WHAT NEEDS TO BE DONE – I need all of the entries printed exactly.

##### PROVIDED RECORDS #####

use std::fmt;
use std::fmt::Formatter;
use std::fmt::LowerHex;
use std::fmt::UpperHex;

/// How the file should be opened: read-only, write-only, or read-write.
#[derive(Copy, Clone, Debug, Eq, PartialEq, Hash)]
#[repr(i32)]
#[allow(non_camel_case_types)]
pub enum OpenAccMode {
    /// Open file for reading only.
    O_RDONLY = libc::O_RDONLY,
    /// Open file for writing only.
    O_WRONLY = libc::O_WRONLY,
    /// Open file for reading and writing.
    O_RDWR = libc::O_RDWR,
}

/// Open flags as passed to the open and create operations.
#[derive(Copy, Clone, Debug, Eq, PartialEq, Hash)]
pub struct OpenFlags(pub i32);

impl LowerHex for OpenFlags {
    fn fmt(&self, f: &mut Formatter<'_>) -> fmt::Result {
        LowerHex::fmt(&self.0, f)
    }
}

impl UpperHex for OpenFlags {
    fn fmt(&self, f: &mut Formatter<'_>) -> fmt::Result {
        UpperHex::fmt(&self.0, f)
    }
}

impl OpenFlags {
    /// File access mode.
    pub fn acc_mode(self) -> OpenAccMode {
        match self.0 & libc::O_ACCMODE {
            libc::O_RDONLY => OpenAccMode::O_RDONLY,
            libc::O_WRONLY => OpenAccMode::O_WRONLY,
            libc::O_RDWR => OpenAccMode::O_RDWR,
            _ => {
                // Impossible combination of flags.
                // Do not panic because the field is public.
                OpenAccMode::O_RDONLY
            }
        }
    }

    /// Whether the caller asked for read access.
    pub fn read_requested(self) -> bool {
        self.acc_mode() != OpenAccMode::O_WRONLY
    }

    /// `O_APPEND` was given.
    pub fn append(self) -> bool {
        self.0 & libc::O_APPEND != 0
    }

    /// `O_CREAT` was given.
    pub fn create(self) -> bool {
        self.0 & libc::O_CREAT != 0
    }

    /// `O_EXCL` was given.
    pub fn excl(self) -> bool {
        self.0 & libc::O_EXCL != 0
    }

    /// `O_TRUNC` was given.
    pub fn truncate(self) -> bool {
        self.0 & libc::O_TRUNC != 0
    }

    /// Returns the flags with the given bits added.
    pub fn with(self, bits: i32) -> OpenFlags {
        OpenFlags(self.0 | bits)
    }

    /// Returns the flags with the access mode replaced.
    pub fn acc_replaced(self, acc: OpenAccMode) -> OpenFlags {
        OpenFlags((self.0 & !libc::O_ACCMODE) | acc as i32)
    }
}

#[cfg(test)]
mod tests {
    use super::*;

    #[test]
    fn acc_mode_decodes() {
        assert_eq!(OpenFlags(libc::O_RDONLY).acc_mode(), OpenAccMode::O_RDONLY);
        assert_eq!(OpenFlags(libc::O_WRONLY).acc_mode(), OpenAccMode::O_WRONLY);
        assert_eq!(OpenFlags(libc::O_RDWR).acc_mode(), OpenAccMode::O_RDWR);
    }

    #[test]
    fn read_requested_excludes_write_only() {
        assert!(OpenFlags(libc::O_RDONLY).read_requested());
        assert!(OpenFlags(libc::O_RDWR).read_requested());
        assert!(!OpenFlags(libc::O_WRONLY).read_requested());
    }

    #[test]
    fn acc_replaced_keeps_other_bits() {
        let flags = OpenFlags(libc::O_WRONLY | libc::O_APPEND | libc::O_CREAT);
        let upgraded = flags.acc_replaced(OpenAccMode::O_RDWR);
        assert_eq!(upgraded.acc_mode(), OpenAccMode::O_RDWR);
        assert!(upgraded.append());
        assert!(upgraded.create());
    }
}
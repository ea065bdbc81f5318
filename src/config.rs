//! Mount-time configuration shared across the filesystem core.

use std::str::FromStr;

/// Whether the mount may decrypt at all.
///
/// The mode is fixed for the lifetime of the mount: `ReadWrite` decrypts the
/// backing ciphertext on first read, `WriteOnly` never invokes the decryptor
/// and denies read access except to files created through the mount itself.
#[derive(Copy, Clone, Debug, Eq, PartialEq)]
pub enum AccessMode {
    /// Decrypt on demand; the full POSIX surface is available.
    ReadWrite,
    /// Never decrypt; reads are denied except on freshly created files.
    WriteOnly,
}

impl AccessMode {
    /// True when decryption (and therefore general read access) is allowed.
    pub fn read_allowed(self) -> bool {
        self == AccessMode::ReadWrite
    }
}

/// Policy for pinning plaintext pages into RAM.
#[derive(Copy, Clone, Debug, Default, Eq, PartialEq)]
pub enum MemoryLock {
    /// `mlockall(MCL_CURRENT | MCL_FUTURE)` at startup; failure is fatal.
    All,
    /// Each page allocation is `mlock`ed individually; quota exhaustion
    /// surfaces as an out-of-memory condition on the failing operation.
    Buffers,
    /// No locking.
    #[default]
    None,
}

impl MemoryLock {
    /// Whether individual page allocations must be locked at creation.
    ///
    /// Under `All` the startup-wide `mlockall` already covers future
    /// mappings, so per-allocation locking is only needed for `Buffers`.
    pub fn lock_buffers(self) -> bool {
        self == MemoryLock::Buffers
    }
}

impl FromStr for MemoryLock {
    type Err = String;

    fn from_str(value: &str) -> Result<Self, Self::Err> {
        match value {
            "all" => Ok(MemoryLock::All),
            "buffers" => Ok(MemoryLock::Buffers),
            "none" => Ok(MemoryLock::None),
            other => Err(format!("unknown memory-lock policy {other:?}")),
        }
    }
}

#[cfg(test)]
mod tests {
    use super::*;

    #[test]
    fn memory_lock_parses() {
        assert_eq!("all".parse(), Ok(MemoryLock::All));
        assert_eq!("buffers".parse(), Ok(MemoryLock::Buffers));
        assert_eq!("none".parse(), Ok(MemoryLock::None));
        assert!(MemoryLock::from_str("everything").is_err());
    }

    #[test]
    fn only_read_write_mode_may_decrypt() {
        assert!(AccessMode::ReadWrite.read_allowed());
        assert!(!AccessMode::WriteOnly.read_allowed());
    }

    #[test]
    fn only_buffers_locks_allocations() {
        assert!(!MemoryLock::All.lock_buffers());
        assert!(MemoryLock::Buffers.lock_buffers());
        assert!(!MemoryLock::None.lock_buffers());
    }
}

#####

WRITTEN ANSWER –
use std::fmt;
use std::fmt::Formatter;
use std::fmt::LowerHex;
use std::fmt::UpperHex;

/// How the file should be opened: read-only, write-only, or read-write.
#[derive(Copy, Clone, Debug, Eq, PartialEq, Hash)]
#[repr(i32)]
#[allow(non_camel_case_types)]
pub enum OpenAccMode {
    /// Open file for reading only.
    O_RDONLY = libc::O_RDONLY,
    /// Open file for writing only.
    O_WRONLY = libc::O_WRONLY,
    /// Open file for reading and writing.
    O_RDWR = libc::O_RDWR,
}

/// Open flags as passed to the open and create operations.
#[derive(Copy, Clone, Debug, Eq, PartialEq, Hash)]
pub struct OpenFlags(pub i32);

impl LowerHex for OpenFlags {
    fn fmt(&self, f: &mut Formatter<'_>) -> fmt::Result {
        LowerHex::fmt(&self.0, f)
    }
}

impl UpperHex for OpenFlags {
    fn fmt(&self, f: &mut Formatter<'_>) -> fmt::Result {
        UpperHex::fmt(&self.0, f)
    }
}

impl OpenFlags {
    /// File access mode.
    pub fn acc_mode(self) -> OpenAccMode {
        match self.0 & libc::O_ACCMODE {
            libc::O_RDONLY => OpenAccMode::O_RDONLY,
            libc::O_WRONLY => OpenAccMode::O_WRONLY,
            libc::O_RDWR => OpenAccMode::O_RDWR,
            _ => {
                // Impossible combination of flags.
                // Do not panic because the field is public.
                OpenAccMode::O_RDONLY
            }
        }
    }

    /// Whether the caller asked for read access.
    pub fn read_requested(self) -> bool {
        self.acc_mode() != OpenAccMode::O_WRONLY
    }

    /// `O_APPEND` was given.
    pub fn append(self) -> bool {
        self.0 & libc::O_APPEND != 0
    }

    /// `O_CREAT` was given.
    pub fn create(self) -> bool {
        self.0 & libc::O_CREAT != 0
    }

    /// `O_EXCL` was given.
    pub fn excl(self) -> bool {
        self.0 & libc::O_EXCL != 0
    }

    /// `O_TRUNC` was given.
    pub fn truncate(self) -> bool {
        self.0 & libc::O_TRUNC != 0
    }

    /// Returns the flags with the given bits added.
    pub fn with(self, bits: i32) -> OpenFlags {
        OpenFlags(self.0 | bits)
    }

    /// Returns the flags with the access mode replaced.
    pub fn acc_replaced(self, acc: OpenAccMode) -> OpenFlags {
        OpenFlags((self.0 & !libc::O_ACCMODE) | acc as i32)
    }
}

#[cfg(test)]
mod tests {
    use super::*;

    #[test]
    fn acc_mode_decodes() {
        assert_eq!(OpenFlags(libc::O_RDONLY).acc_mode(), OpenAccMode::O_RDONLY);
        assert_eq!(OpenFlags(libc::O_WRONLY).acc_mode(), OpenAccMode::O_WRONLY);
        assert_eq!(OpenFlags(libc::O_RDWR).acc_mode(), OpenAccMode::O_RDWR);
    }

    #[test]
    fn read_requested_excludes_write_only() {
        assert!(OpenFlags(libc::O_RDONLY).read_requested());
        assert!(OpenFlags(libc::O_RDWR).read_requested());
        assert!(!OpenFlags(libc::O_WRONLY).read_requested());
    }

    #[test]
    fn acc_replaced_keeps_other_bits() {
        let flags = OpenFlags(libc::O_WRONLY | libc::O_APPEND | libc::O_CREAT);
        let upgraded = flags.acc_replaced(OpenAccMode::O_RDWR);
        assert_eq!(upgraded.acc_mode(), OpenAccMode::O_RDWR);
        assert!(upgraded.append());
        assert!(upgraded.create());
    }
}
repository ea065bdbc81f5318
filename src/config.rs
//! Mount-time configuration shared across the filesystem core.

use std::str::FromStr;

/// Whether the mount may decrypt at all.
///
/// The mode is fixed for the lifetime of the mount: `ReadWrite` decrypts the
/// backing ciphertext on first read, `WriteOnly` never invokes the decryptor
/// and denies read access except to files created through the mount itself.
#[derive(Copy, Clone, Debug, Eq, PartialEq)]
pub enum AccessMode {
    /// Decrypt on demand; the full POSIX surface is available.
    ReadWrite,
    /// Never decrypt; reads are denied except on freshly created files.
    WriteOnly,
}

impl AccessMode {
    /// True when decryption (and therefore general read access) is allowed.
    pub fn read_allowed(self) -> bool {
        self == AccessMode::ReadWrite
    }
}

/// Policy for pinning plaintext pages into RAM.
#[derive(Copy, Clone, Debug, Default, Eq, PartialEq)]
pub enum MemoryLock {
    /// `mlockall(MCL_CURRENT | MCL_FUTURE)` at startup; failure is fatal.
    All,
    /// Each page allocation is `mlock`ed individually; quota exhaustion
    /// surfaces as an out-of-memory condition on the failing operation.
    Buffers,
    /// No locking.
    #[default]
    None,
}

impl MemoryLock {
    /// Whether individual page allocations must be locked at creation.
    ///
    /// Under `All` the startup-wide `mlockall` already covers future
    /// mappings, so per-allocation locking is only needed for `Buffers`.
    pub fn lock_buffers(self) -> bool {
        self == MemoryLock::Buffers
    }
}

impl FromStr for MemoryLock {
    type Err = String;

    fn from_str(value: &str) -> Result<Self, Self::Err> {
        match value {
            "all" => Ok(MemoryLock::All),
            "buffers" => Ok(MemoryLock::Buffers),
            "none" => Ok(MemoryLock::None),
            other => Err(format!("unknown memory-lock policy {other:?}")),
        }
    }
}

#[cfg(test)]
mod tests {
    use super::*;

    #[test]
    fn memory_lock_parses() {
        assert_eq!("all".parse(), Ok(MemoryLock::All));
        assert_eq!("buffers".parse(), Ok(MemoryLock::Buffers));
        assert_eq!("none".parse(), Ok(MemoryLock::None));
        assert!(MemoryLock::from_str("everything").is_err());
    }

    #[test]
    fn only_read_write_mode_may_decrypt() {
        assert!(AccessMode::ReadWrite.read_allowed());
        assert!(!AccessMode::WriteOnly.read_allowed());
    }

    #[test]
    fn only_buffers_locks_allocations() {
        assert!(!MemoryLock::All.lock_buffers());
        assert!(MemoryLock::Buffers.lock_buffers());
        assert!(!MemoryLock::None.lock_buffers());
    }
}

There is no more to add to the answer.